- [EXERCISE INSTRUCTIONS]:
Nothing but an exact reprint of the records is to be returned.

(Saved data entries)

#####

//! Property tests for curve shape and AUC invariants across both modes.

use coremetrics::{RocPoint, StatusCode, compute_roc_binned, compute_roc_exact};
use proptest::prelude::*;
use proptest::test_runner::{Config as ProptestConfig, FileFailurePersistence};

const MIN_PROPTEST_CASES: u32 = 256;

fn proptest_cases() -> u32 {
    std::env::var("PROPTEST_CASES")
        .ok()
        .and_then(|raw| raw.parse::<u32>().ok())
        .map(|parsed| parsed.max(MIN_PROPTEST_CASES))
        .unwrap_or(MIN_PROPTEST_CASES)
}

fn sentinel() -> RocPoint {
    RocPoint {
        fpr: -1.0,
        tpr: -1.0,
        threshold: 42.0,
    }
}

fn exact(scores: &[f32], labels: &[u8]) -> (Vec<RocPoint>, f64) {
    let mut out = vec![RocPoint::default(); scores.len() + 2];
    let summary = compute_roc_exact(scores, labels, &mut out, false).unwrap();
    out.truncate(summary.points_written);
    (out, summary.auc)
}

fn is_monotone(points: &[RocPoint]) -> bool {
    points
        .windows(2)
        .all(|p| p[1].fpr >= p[0].fpr && p[1].tpr >= p[0].tpr)
}

fn ends_at_corners(points: &[RocPoint]) -> bool {
    let (first, last) = (points[0], points[points.len() - 1]);
    (first.fpr, first.tpr) == (0.0, 0.0) && (last.fpr, last.tpr) == (1.0, 1.0)
}

/// Integer-valued scores so ties are common and shifts are exact in `f32`.
fn samples(max_len: usize) -> impl Strategy<Value = Vec<(f32, u8)>> {
    prop::collection::vec((-50i16..50, 0u8..2), 1..max_len).prop_map(|rows| {
        rows.into_iter()
            .map(|(score, label)| (f32::from(score), label))
            .collect()
    })
}

fn split(rows: &[(f32, u8)]) -> (Vec<f32>, Vec<u8>) {
    rows.iter().copied().unzip()
}

proptest! {
    #![proptest_config(ProptestConfig {
        cases: proptest_cases(),
        max_shrink_iters: 1024,
        failure_persistence: Some(Box::new(FileFailurePersistence::Direct("proptest-regressions/tests/proptest_invariants.txt"))),
        .. ProptestConfig::default()
    })]

    #[test]
    fn exact_curve_shape(rows in samples(96)) {
        let (scores, labels) = split(&rows);
        let (points, auc) = exact(&scores, &labels);

        prop_assert!(points.len() >= 2);
        prop_assert!(points.len() <= scores.len() + 2);
        prop_assert!(is_monotone(&points));
        prop_assert!(ends_at_corners(&points));
        prop_assert!((0.0..=1.0).contains(&auc));
        for pair in points.windows(2) {
            prop_assert!(pair[1].threshold < pair[0].threshold);
        }
    }

    #[test]
    fn binned_curve_shape(rows in samples(96), buckets in 1i32..200, clamp01 in any::<bool>()) {
        let (scores, labels) = split(&rows);
        let len = usize::try_from(buckets).unwrap() + 1;
        let mut out = vec![RocPoint::default(); len];
        let summary = compute_roc_binned(&scores, &labels, buckets, &mut out, clamp01).unwrap();

        prop_assert_eq!(summary.points_written, len);
        prop_assert!(is_monotone(&out));
        prop_assert!(ends_at_corners(&out));
        prop_assert!((0.0..=1.0).contains(&summary.auc));
    }

    #[test]
    fn exact_is_invariant_to_sample_order(
        (rows, shuffled) in samples(64).prop_flat_map(|rows| {
            let shuffled = Just(rows.clone()).prop_shuffle();
            (Just(rows), shuffled)
        }),
    ) {
        let (scores, labels) = split(&rows);
        let (shuffled_scores, shuffled_labels) = split(&shuffled);

        let (points, auc) = exact(&scores, &labels);
        let (shuffled_points, shuffled_auc) = exact(&shuffled_scores, &shuffled_labels);
        prop_assert_eq!(points, shuffled_points);
        prop_assert_eq!(auc, shuffled_auc);
    }

    #[test]
    fn exact_is_invariant_to_score_shift(rows in samples(64), shift in -100i16..100) {
        let (scores, labels) = split(&rows);
        let shifted: Vec<f32> = scores.iter().map(|s| s + f32::from(shift)).collect();

        let (points, auc) = exact(&scores, &labels);
        let (shifted_points, shifted_auc) = exact(&shifted, &labels);
        prop_assert_eq!(points.len(), shifted_points.len());
        for (a, b) in points.iter().zip(&shifted_points) {
            prop_assert_eq!((a.fpr, a.tpr), (b.fpr, b.tpr));
        }
        prop_assert_eq!(auc, shifted_auc);
    }

    #[test]
    fn separated_classes_score_one_or_zero(
        negatives in prop::collection::vec(0i16..50, 1..32),
        positives in prop::collection::vec(51i16..100, 1..32),
    ) {
        let mut scores: Vec<f32> = negatives.iter().map(|&s| f32::from(s)).collect();
        let mut labels = vec![0u8; negatives.len()];
        scores.extend(positives.iter().map(|&s| f32::from(s)));
        labels.extend(std::iter::repeat_n(1u8, positives.len()));

        let (_, auc) = exact(&scores, &labels);
        prop_assert!((auc - 1.0).abs() < 1e-9);

        let flipped: Vec<u8> = labels.iter().map(|&l| 1 - l).collect();
        let (_, auc) = exact(&scores, &flipped);
        prop_assert!(auc.abs() < 1e-9);
    }

    #[test]
    fn short_buffers_are_left_untouched(rows in samples(32), short_by in 1usize..4) {
        let (scores, labels) = split(&rows);
        let capacity = (scores.len() + 2).saturating_sub(short_by);
        let mut out = vec![sentinel(); capacity];

        let err = compute_roc_exact(&scores, &labels, &mut out, true).unwrap_err();
        prop_assert_eq!(err.status(), Some(StatusCode::InsufficientOutputCapacity));
        prop_assert!(out.iter().all(|p| *p == sentinel()));

        let buckets = i32::try_from(capacity.max(1)).unwrap();
        let err = compute_roc_binned(&scores, &labels, buckets, &mut out, true).unwrap_err();
        prop_assert_eq!(err.status(), Some(StatusCode::InsufficientOutputCapacity));
        prop_assert!(out.iter().all(|p| *p == sentinel()));
    }
}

#####

- [EXPECTED ANSWER]:
//! Property tests for curve shape and AUC invariants across both modes.

use coremetrics::{RocPoint, StatusCode, compute_roc_binned, compute_roc_exact};
use proptest::prelude::*;
use proptest::test_runner::{Config as ProptestConfig, FileFailurePersistence};

const MIN_PROPTEST_CASES: u32 = 256;

fn proptest_cases() -> u32 {
    std::env::var("PROPTEST_CASES")
        .ok()
        .and_then(|raw| raw.parse::<u32>().ok())
        .map(|parsed| parsed.max(MIN_PROPTEST_CASES))
        .unwrap_or(MIN_PROPTEST_CASES)
}

fn sentinel() -> RocPoint {
    RocPoint {
        fpr: -1.0,
        tpr: -1.0,
        threshold: 42.0,
    }
}

fn exact(scores: &[f32], labels: &[u8]) -> (Vec<RocPoint>, f64) {
    let mut out = vec![RocPoint::default(); scores.len() + 2];
    let summary = compute_roc_exact(scores, labels, &mut out, false).unwrap();
    out.truncate(summary.points_written);
    (out, summary.auc)
}

fn is_monotone(points: &[RocPoint]) -> bool {
    points
        .windows(2)
        .all(|p| p[1].fpr >= p[0].fpr && p[1].tpr >= p[0].tpr)
}

fn ends_at_corners(points: &[RocPoint]) -> bool {
    let (first, last) = (points[0], points[points.len() - 1]);
    (first.fpr, first.tpr) == (0.0, 0.0) && (last.fpr, last.tpr) == (1.0, 1.0)
}

/// Integer-valued scores so ties are common and shifts are exact in `f32`.
fn samples(max_len: usize) -> impl Strategy<Value = Vec<(f32, u8)>> {
    prop::collection::vec((-50i16..50, 0u8..2), 1..max_len).prop_map(|rows| {
        rows.into_iter()
            .map(|(score, label)| (f32::from(score), label))
            .collect()
    })
}

fn split(rows: &[(f32, u8)]) -> (Vec<f32>, Vec<u8>) {
    rows.iter().copied().unzip()
}

proptest! {
    #![proptest_config(ProptestConfig {
        cases: proptest_cases(),
        max_shrink_iters: 1024,
        failure_persistence: Some(Box::new(FileFailurePersistence::Direct("proptest-regressions/tests/proptest_invariants.txt"))),
        .. ProptestConfig::default()
    })]

    #[test]
    fn exact_curve_shape(rows in samples(96)) {
        let (scores, labels) = split(&rows);
        let (points, auc) = exact(&scores, &labels);

        prop_assert!(points.len() >= 2);
        prop_assert!(points.len() <= scores.len() + 2);
        prop_assert!(is_monotone(&points));
        prop_assert!(ends_at_corners(&points));
        prop_assert!((0.0..=1.0).contains(&auc));
        for pair in points.windows(2) {
            prop_assert!(pair[1].threshold < pair[0].threshold);
        }
    }

    #[test]
    fn binned_curve_shape(rows in samples(96), buckets in 1i32..200, clamp01 in any::<bool>()) {
        let (scores, labels) = split(&rows);
        let len = usize::try_from(buckets).unwrap() + 1;
        let mut out = vec![RocPoint::default(); len];
        let summary = compute_roc_binned(&scores, &labels, buckets, &mut out, clamp01).unwrap();

        prop_assert_eq!(summary.points_written, len);
        prop_assert!(is_monotone(&out));
        prop_assert!(ends_at_corners(&out));
        prop_assert!((0.0..=1.0).contains(&summary.auc));
    }

    #[test]
    fn exact_is_invariant_to_sample_order(
        (rows, shuffled) in samples(64).prop_flat_map(|rows| {
            let shuffled = Just(rows.clone()).prop_shuffle();
            (Just(rows), shuffled)
        }),
    ) {
        let (scores, labels) = split(&rows);
        let (shuffled_scores, shuffled_labels) = split(&shuffled);

        let (points, auc) = exact(&scores, &labels);
        let (shuffled_points, shuffled_auc) = exact(&shuffled_scores, &shuffled_labels);
        prop_assert_eq!(points, shuffled_points);
        prop_assert_eq!(auc, shuffled_auc);
    }

    #[test]
    fn exact_is_invariant_to_score_shift(rows in samples(64), shift in -100i16..100) {
        let (scores, labels) = split(&rows);
        let shifted: Vec<f32> = scores.iter().map(|s| s + f32::from(shift)).collect();

        let (points, auc) = exact(&scores, &labels);
        let (shifted_points, shifted_auc) = exact(&shifted, &labels);
        prop_assert_eq!(points.len(), shifted_points.len());
        for (a, b) in points.iter().zip(&shifted_points) {
            prop_assert_eq!((a.fpr, a.tpr), (b.fpr, b.tpr));
        }
        prop_assert_eq!(auc, shifted_auc);
    }

    #[test]
    fn separated_classes_score_one_or_zero(
        negatives in prop::collection::vec(0i16..50, 1..32),
        positives in prop::collection::vec(51i16..100, 1..32),
    ) {
        let mut scores: Vec<f32> = negatives.iter().map(|&s| f32::from(s)).collect();
        let mut labels = vec![0u8; negatives.len()];
        scores.extend(positives.iter().map(|&s| f32::from(s)));
        labels.extend(std::iter::repeat_n(1u8, positives.len()));

        let (_, auc) = exact(&scores, &labels);
        prop_assert!((auc - 1.0).abs() < 1e-9);

        let flipped: Vec<u8> = labels.iter().map(|&l| 1 - l).collect();
        let (_, auc) = exact(&scores, &flipped);
        prop_assert!(auc.abs() < 1e-9);
    }

    #[test]
    fn short_buffers_are_left_untouched(rows in samples(32), short_by in 1usize..4) {
        let (scores, labels) = split(&rows);
        let capacity = (scores.len() + 2).saturating_sub(short_by);
        let mut out = vec![sentinel(); capacity];

        let err = compute_roc_exact(&scores, &labels, &mut out, true).unwrap_err();
        prop_assert_eq!(err.status(), Some(StatusCode::InsufficientOutputCapacity));
        prop_assert!(out.iter().all(|p| *p == sentinel()));

        let buckets = i32::try_from(capacity.max(1)).unwrap();
        let err = compute_roc_binned(&scores, &labels, buckets, &mut out, true).unwrap_err();
        prop_assert_eq!(err.status(), Some(StatusCode::InsufficientOutputCapacity));
        prop_assert!(out.iter().all(|p| *p == sentinel()));
    }
}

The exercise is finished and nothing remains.